__Exercise details__:
Copy out each line featuring the string "derive" from the entries beneath.

··· Records shown ···

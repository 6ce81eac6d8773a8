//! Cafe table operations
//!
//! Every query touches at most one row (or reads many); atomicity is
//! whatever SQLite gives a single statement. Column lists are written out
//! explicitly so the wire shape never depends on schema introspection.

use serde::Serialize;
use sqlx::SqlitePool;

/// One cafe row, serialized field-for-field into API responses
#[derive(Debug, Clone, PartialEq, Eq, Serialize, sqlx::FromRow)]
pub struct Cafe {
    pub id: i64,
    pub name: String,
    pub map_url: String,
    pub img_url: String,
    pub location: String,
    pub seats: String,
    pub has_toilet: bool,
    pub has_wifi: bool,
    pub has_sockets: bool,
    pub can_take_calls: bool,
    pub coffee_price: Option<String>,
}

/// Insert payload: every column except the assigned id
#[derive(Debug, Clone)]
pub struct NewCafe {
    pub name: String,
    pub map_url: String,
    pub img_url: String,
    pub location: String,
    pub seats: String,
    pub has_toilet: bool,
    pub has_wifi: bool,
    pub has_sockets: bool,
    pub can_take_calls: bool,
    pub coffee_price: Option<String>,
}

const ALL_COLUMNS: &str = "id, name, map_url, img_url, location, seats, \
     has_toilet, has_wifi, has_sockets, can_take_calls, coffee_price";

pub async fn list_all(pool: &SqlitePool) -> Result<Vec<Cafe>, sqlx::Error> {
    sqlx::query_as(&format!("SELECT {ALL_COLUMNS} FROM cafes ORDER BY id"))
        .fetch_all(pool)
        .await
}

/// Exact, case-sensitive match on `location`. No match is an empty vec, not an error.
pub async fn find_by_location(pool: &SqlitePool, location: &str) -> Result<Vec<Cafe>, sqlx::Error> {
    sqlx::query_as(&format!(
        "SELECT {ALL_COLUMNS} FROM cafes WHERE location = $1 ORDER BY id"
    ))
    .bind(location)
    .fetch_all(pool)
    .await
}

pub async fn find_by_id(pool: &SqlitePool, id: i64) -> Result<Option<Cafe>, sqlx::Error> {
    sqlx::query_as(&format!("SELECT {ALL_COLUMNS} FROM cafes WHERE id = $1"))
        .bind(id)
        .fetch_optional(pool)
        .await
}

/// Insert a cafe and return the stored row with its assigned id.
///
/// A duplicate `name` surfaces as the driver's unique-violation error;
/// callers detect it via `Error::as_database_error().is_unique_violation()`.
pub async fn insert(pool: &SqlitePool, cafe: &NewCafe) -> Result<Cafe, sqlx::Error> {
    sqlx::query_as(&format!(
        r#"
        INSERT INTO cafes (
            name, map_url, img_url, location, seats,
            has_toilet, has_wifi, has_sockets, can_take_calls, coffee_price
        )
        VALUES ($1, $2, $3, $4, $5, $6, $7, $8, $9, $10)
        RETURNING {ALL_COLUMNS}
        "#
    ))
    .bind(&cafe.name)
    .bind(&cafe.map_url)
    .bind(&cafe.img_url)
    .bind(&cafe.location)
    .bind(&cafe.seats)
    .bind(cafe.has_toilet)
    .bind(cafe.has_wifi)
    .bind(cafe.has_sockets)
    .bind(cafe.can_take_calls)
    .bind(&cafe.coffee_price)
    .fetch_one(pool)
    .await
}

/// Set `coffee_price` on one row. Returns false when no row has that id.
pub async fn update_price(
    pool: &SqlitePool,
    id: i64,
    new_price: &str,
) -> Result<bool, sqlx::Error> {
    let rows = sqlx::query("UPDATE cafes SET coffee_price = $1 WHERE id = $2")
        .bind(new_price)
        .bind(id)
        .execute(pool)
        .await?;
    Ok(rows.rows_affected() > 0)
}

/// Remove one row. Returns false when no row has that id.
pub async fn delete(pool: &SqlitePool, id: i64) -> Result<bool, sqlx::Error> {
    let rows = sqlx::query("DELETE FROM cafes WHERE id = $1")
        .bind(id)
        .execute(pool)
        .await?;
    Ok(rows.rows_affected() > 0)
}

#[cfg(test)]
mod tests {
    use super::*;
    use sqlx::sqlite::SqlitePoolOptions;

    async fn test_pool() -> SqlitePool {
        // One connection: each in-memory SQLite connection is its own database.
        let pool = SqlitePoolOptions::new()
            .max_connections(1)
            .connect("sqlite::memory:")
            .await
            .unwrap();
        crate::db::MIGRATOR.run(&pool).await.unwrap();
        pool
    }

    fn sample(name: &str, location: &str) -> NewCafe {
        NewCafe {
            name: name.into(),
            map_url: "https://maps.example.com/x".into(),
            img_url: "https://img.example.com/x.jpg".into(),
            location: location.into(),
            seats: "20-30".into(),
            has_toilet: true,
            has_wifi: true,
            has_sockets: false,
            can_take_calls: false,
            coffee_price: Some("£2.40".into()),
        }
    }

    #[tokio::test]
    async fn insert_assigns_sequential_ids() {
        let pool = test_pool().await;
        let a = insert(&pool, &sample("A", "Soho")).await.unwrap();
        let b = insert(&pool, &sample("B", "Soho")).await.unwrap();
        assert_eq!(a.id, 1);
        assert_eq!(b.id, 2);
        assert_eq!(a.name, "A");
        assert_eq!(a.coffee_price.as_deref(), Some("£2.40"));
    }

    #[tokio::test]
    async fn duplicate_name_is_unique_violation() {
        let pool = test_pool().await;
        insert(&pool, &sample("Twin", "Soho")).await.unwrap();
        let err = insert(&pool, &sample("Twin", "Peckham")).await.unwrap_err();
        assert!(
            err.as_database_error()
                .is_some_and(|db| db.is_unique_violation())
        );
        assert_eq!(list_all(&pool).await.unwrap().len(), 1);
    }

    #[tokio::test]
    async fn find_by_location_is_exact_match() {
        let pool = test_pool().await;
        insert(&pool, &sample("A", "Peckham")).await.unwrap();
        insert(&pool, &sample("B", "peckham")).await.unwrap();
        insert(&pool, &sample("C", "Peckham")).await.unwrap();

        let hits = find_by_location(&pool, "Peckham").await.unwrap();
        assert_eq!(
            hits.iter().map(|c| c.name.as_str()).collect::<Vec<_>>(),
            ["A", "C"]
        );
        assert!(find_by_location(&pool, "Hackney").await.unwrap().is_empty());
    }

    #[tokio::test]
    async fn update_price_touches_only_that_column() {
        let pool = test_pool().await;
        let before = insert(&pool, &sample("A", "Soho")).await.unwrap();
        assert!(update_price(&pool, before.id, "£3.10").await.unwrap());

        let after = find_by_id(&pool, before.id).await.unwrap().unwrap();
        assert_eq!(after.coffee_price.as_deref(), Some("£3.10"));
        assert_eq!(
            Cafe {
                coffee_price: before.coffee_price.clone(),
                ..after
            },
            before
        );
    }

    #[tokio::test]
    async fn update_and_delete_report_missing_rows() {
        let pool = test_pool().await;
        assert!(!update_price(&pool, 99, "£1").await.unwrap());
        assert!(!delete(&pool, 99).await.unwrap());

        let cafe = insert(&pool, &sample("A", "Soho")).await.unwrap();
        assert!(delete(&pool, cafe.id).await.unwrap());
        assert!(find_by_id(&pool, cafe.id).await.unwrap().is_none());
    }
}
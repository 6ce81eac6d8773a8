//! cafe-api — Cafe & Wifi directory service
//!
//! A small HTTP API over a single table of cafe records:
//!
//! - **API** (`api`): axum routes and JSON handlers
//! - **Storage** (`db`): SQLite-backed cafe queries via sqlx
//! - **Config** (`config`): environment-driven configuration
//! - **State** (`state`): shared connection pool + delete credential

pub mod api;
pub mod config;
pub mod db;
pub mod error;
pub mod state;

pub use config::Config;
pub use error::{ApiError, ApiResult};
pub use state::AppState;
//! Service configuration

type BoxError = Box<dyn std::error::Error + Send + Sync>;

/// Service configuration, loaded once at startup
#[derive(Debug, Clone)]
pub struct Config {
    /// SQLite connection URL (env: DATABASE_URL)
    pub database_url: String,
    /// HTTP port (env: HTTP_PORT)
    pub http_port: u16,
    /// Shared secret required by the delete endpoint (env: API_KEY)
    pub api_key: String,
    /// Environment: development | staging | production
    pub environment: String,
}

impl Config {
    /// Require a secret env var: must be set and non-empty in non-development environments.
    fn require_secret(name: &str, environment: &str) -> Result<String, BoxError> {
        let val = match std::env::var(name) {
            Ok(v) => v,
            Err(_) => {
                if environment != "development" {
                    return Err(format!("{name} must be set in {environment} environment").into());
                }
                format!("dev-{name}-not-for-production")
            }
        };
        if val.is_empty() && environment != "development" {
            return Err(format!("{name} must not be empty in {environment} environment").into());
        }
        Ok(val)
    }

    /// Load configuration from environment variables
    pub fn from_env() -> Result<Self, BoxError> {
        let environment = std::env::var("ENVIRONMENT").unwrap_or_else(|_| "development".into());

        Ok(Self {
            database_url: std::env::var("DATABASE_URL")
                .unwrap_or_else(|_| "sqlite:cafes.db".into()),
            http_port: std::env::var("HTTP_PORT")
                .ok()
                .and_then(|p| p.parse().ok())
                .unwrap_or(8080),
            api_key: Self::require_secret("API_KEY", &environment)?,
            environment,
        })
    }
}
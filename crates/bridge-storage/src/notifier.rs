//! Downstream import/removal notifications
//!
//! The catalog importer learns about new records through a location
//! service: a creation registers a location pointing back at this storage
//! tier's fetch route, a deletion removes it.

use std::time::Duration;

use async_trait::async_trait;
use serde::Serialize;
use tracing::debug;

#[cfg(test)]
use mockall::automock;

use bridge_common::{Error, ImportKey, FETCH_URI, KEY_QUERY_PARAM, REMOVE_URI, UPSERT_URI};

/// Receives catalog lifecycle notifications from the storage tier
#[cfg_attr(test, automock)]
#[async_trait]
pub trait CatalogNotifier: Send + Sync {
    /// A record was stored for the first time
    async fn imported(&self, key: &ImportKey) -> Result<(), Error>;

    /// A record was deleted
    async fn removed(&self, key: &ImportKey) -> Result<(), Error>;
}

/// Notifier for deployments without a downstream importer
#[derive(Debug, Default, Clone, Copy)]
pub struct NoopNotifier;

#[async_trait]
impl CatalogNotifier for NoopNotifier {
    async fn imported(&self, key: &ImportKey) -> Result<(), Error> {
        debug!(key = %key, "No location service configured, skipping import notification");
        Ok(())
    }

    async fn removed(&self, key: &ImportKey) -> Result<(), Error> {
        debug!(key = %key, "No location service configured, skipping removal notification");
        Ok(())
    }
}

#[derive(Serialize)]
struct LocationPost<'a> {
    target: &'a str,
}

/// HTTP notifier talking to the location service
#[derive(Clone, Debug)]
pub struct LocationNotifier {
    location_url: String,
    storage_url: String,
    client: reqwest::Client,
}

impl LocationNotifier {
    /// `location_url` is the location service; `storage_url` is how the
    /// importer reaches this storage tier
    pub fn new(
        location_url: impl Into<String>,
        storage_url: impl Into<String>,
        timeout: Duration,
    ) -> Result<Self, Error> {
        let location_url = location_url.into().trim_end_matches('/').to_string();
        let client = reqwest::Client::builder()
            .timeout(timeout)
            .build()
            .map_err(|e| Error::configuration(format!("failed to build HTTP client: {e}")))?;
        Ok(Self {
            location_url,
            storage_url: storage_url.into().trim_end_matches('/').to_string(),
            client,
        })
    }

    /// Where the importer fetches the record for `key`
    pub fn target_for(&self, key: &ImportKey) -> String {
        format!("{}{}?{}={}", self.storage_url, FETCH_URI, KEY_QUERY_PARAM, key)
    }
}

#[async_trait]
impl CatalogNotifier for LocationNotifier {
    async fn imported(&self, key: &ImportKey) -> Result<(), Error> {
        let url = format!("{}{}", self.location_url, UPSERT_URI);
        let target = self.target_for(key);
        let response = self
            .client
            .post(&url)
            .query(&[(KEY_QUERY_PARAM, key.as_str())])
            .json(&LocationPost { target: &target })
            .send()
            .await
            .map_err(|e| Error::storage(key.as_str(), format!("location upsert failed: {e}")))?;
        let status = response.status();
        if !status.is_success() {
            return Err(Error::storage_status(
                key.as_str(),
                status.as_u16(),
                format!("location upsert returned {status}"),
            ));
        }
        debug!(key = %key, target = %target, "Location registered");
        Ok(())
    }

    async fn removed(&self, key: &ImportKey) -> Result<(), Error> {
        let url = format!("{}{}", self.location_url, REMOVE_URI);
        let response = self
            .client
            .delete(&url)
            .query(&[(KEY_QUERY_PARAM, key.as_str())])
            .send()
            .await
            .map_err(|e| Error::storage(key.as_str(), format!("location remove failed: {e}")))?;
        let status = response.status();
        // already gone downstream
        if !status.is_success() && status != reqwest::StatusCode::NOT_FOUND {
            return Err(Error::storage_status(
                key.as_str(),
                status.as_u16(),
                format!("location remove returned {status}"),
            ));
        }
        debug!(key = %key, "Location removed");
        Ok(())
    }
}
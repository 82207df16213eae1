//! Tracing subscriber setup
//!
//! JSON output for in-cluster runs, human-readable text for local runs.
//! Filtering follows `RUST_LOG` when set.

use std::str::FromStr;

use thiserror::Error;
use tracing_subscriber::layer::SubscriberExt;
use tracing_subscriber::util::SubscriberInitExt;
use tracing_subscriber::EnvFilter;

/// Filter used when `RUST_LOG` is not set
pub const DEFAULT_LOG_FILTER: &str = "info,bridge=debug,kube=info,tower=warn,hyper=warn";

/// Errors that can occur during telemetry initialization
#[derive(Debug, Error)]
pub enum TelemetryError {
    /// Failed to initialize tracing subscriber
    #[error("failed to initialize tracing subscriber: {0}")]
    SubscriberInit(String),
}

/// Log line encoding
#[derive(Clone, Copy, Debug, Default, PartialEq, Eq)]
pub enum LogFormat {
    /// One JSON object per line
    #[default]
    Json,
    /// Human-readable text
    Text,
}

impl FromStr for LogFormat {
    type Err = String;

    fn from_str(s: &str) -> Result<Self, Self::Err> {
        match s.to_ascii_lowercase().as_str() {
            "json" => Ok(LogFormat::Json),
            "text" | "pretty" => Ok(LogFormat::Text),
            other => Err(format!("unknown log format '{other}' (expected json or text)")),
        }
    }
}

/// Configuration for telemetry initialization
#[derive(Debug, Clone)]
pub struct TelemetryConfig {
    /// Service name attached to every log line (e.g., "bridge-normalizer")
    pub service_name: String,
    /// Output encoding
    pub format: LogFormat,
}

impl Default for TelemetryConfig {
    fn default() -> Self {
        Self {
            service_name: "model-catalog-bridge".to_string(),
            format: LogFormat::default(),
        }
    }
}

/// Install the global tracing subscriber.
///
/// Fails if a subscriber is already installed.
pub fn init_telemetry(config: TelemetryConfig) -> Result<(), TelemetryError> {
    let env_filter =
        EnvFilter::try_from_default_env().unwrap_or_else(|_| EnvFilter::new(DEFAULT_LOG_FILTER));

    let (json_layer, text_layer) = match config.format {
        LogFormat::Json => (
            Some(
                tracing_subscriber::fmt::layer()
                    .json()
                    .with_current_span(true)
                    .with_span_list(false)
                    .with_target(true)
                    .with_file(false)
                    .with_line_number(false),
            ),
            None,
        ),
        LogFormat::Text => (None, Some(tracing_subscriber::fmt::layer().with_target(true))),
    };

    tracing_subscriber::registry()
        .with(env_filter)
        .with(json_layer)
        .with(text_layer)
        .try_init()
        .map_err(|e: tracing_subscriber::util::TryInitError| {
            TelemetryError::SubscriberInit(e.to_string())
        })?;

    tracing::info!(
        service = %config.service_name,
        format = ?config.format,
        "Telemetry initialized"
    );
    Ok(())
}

···

__Written solution__:
#[derive(Debug, Clone, PartialEq, Eq, Serialize, sqlx::FromRow)]
#[derive(Debug, Clone)]
#[derive(Debug, Clone)]
#[derive(Debug, Default, Clone, Copy)]
#[derive(Serialize)]
#[derive(Clone, Debug)]
#[derive(Debug, Error)]
#[derive(Clone, Copy, Debug, Default, PartialEq, Eq)]
#[derive(Debug, Clone)]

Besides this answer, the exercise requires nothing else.